> **Work item**:
Below are records; count the lines that contain "Some" and state only that count.

Stored dataset items:
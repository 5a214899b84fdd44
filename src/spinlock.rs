//! Spin locks.
//!
//! Acquisition masks interrupts (through the machine layer's
//! critical-section implementation) and records the owner, so that locking
//! against yourself panics instead of hanging the single CPU. A raw,
//! data-less variant supports recursion for code that genuinely re-enters;
//! the data-carrying [`SpinLock`] is strictly non-recursive.

use core::cell::UnsafeCell;
use core::ops::{Deref, DerefMut};
use core::sync::atomic::{AtomicU32, Ordering};

use critical_section::RestoreState;

use crate::interrupt::{intr_restore, intr_save};

/// Identity of the acquiring context, never zero.
#[cfg(not(test))]
pub(crate) fn self_token() -> u32 {
    crate::sched::current_tid() + 1
}

#[cfg(test)]
pub(crate) fn self_token() -> u32 {
    // Unit tests run on host threads that all impersonate the "current
    // thread"; give each its own identity so ownership checks stay sound.
    // The base keeps tokens clear of real thread ids.
    use std::sync::atomic::AtomicU32 as StdAtomicU32;
    static NEXT: StdAtomicU32 = StdAtomicU32::new(0x1000);
    thread_local! {
        static TOKEN: u32 = NEXT.fetch_add(1, std::sync::atomic::Ordering::Relaxed);
    }
    TOKEN.with(|t| *t)
}

/// Data-less spin lock with optional recursion.
pub struct RawSpin {
    owner: AtomicU32,
    count: UnsafeCell<u32>,
    recursive: bool,
}

unsafe impl Sync for RawSpin {}
unsafe impl Send for RawSpin {}

impl RawSpin {
    pub const fn new() -> RawSpin {
        RawSpin { owner: AtomicU32::new(0), count: UnsafeCell::new(0), recursive: false }
    }

    pub const fn new_recursive() -> RawSpin {
        RawSpin { owner: AtomicU32::new(0), count: UnsafeCell::new(0), recursive: true }
    }

    /// True if the calling context holds the lock.
    pub fn owned(&self) -> bool {
        self.owner.load(Ordering::Relaxed) == self_token()
    }

    pub fn acquire(&self) -> RestoreState {
        let state = intr_save();
        let me = self_token();
        if self.owner.load(Ordering::Relaxed) == me {
            if !self.recursive {
                panic!("spin lock deadlock: lock is not recursive");
            }
            unsafe { *self.count.get() += 1 };
            return state;
        }
        while self
            .owner
            .compare_exchange_weak(0, me, Ordering::Acquire, Ordering::Relaxed)
            .is_err()
        {
            core::hint::spin_loop();
        }
        state
    }

    pub fn try_acquire(&self) -> Option<RestoreState> {
        let state = intr_save();
        let me = self_token();
        if self.owner.compare_exchange(0, me, Ordering::Acquire, Ordering::Relaxed).is_ok() {
            Some(state)
        } else {
            intr_restore(state);
            None
        }
    }

    pub fn release(&self, state: RestoreState) {
        debug_assert!(self.owned(), "releasing a spin lock we do not hold");
        let count = unsafe { &mut *self.count.get() };
        if *count > 0 {
            *count -= 1;
        } else {
            self.owner.store(0, Ordering::Release);
        }
        intr_restore(state);
    }
}

/// Interrupt-masking spin lock protecting `T`.
pub struct SpinLock<T> {
    raw: RawSpin,
    data: UnsafeCell<T>,
}

unsafe impl<T: Send> Sync for SpinLock<T> {}
unsafe impl<T: Send> Send for SpinLock<T> {}

impl<T> SpinLock<T> {
    pub const fn new(data: T) -> SpinLock<T> {
        SpinLock { raw: RawSpin::new(), data: UnsafeCell::new(data) }
    }

    pub fn lock(&self) -> SpinLockGuard<'_, T> {
        let state = self.raw.acquire();
        SpinLockGuard { lock: self, state: Some(state) }
    }

    pub fn try_lock(&self) -> Option<SpinLockGuard<'_, T>> {
        let state = self.raw.try_acquire()?;
        Some(SpinLockGuard { lock: self, state: Some(state) })
    }

    pub fn owned(&self) -> bool {
        self.raw.owned()
    }
}

pub struct SpinLockGuard<'a, T> {
    lock: &'a SpinLock<T>,
    state: Option<RestoreState>,
}

impl<'a, T> SpinLockGuard<'a, T> {
    /// The lock this guard holds; used by condition variables to drop and
    /// re-take it around a sleep.
    pub fn spinlock(this: &Self) -> &'a SpinLock<T> {
        this.lock
    }
}

impl<T> Deref for SpinLockGuard<'_, T> {
    type Target = T;
    fn deref(&self) -> &T {
        unsafe { &*self.lock.data.get() }
    }
}

impl<T> DerefMut for SpinLockGuard<'_, T> {
    fn deref_mut(&mut self) -> &mut T {
        unsafe { &mut *self.lock.data.get() }
    }
}

impl<T> Drop for SpinLockGuard<'_, T> {
    fn drop(&mut self) {
        if let Some(state) = self.state.take() {
            self.lock.raw.release(state);
        }
    }
}

#[cfg(test)]
mod tests {
    use super::*;

    #[test]
    fn lock_protects_data() {
        let lock = SpinLock::new(41);
        {
            let mut guard = lock.lock();
            *guard += 1;
        }
        assert_eq!(*lock.lock(), 42);
    }

    #[test]
    fn try_lock_fails_while_held() {
        let lock = SpinLock::new(());
        let _guard = lock.lock();
        assert!(lock.owned());
        assert!(lock.try_lock().is_none());
    }

    #[test]
    fn recursive_raw_lock_nests() {
        let raw = RawSpin::new_recursive();
        let outer = raw.acquire();
        let inner = raw.acquire();
        assert!(raw.owned());
        raw.release(inner);
        assert!(raw.owned());
        raw.release(outer);
        assert!(!raw.owned());
    }

    #[test]
    #[should_panic(expected = "deadlock")]
    fn non_recursive_self_lock_panics() {
        let lock = SpinLock::new(());
        let _guard = lock.lock();
        let _second = lock.lock();
    }
}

> **Task solution**:
4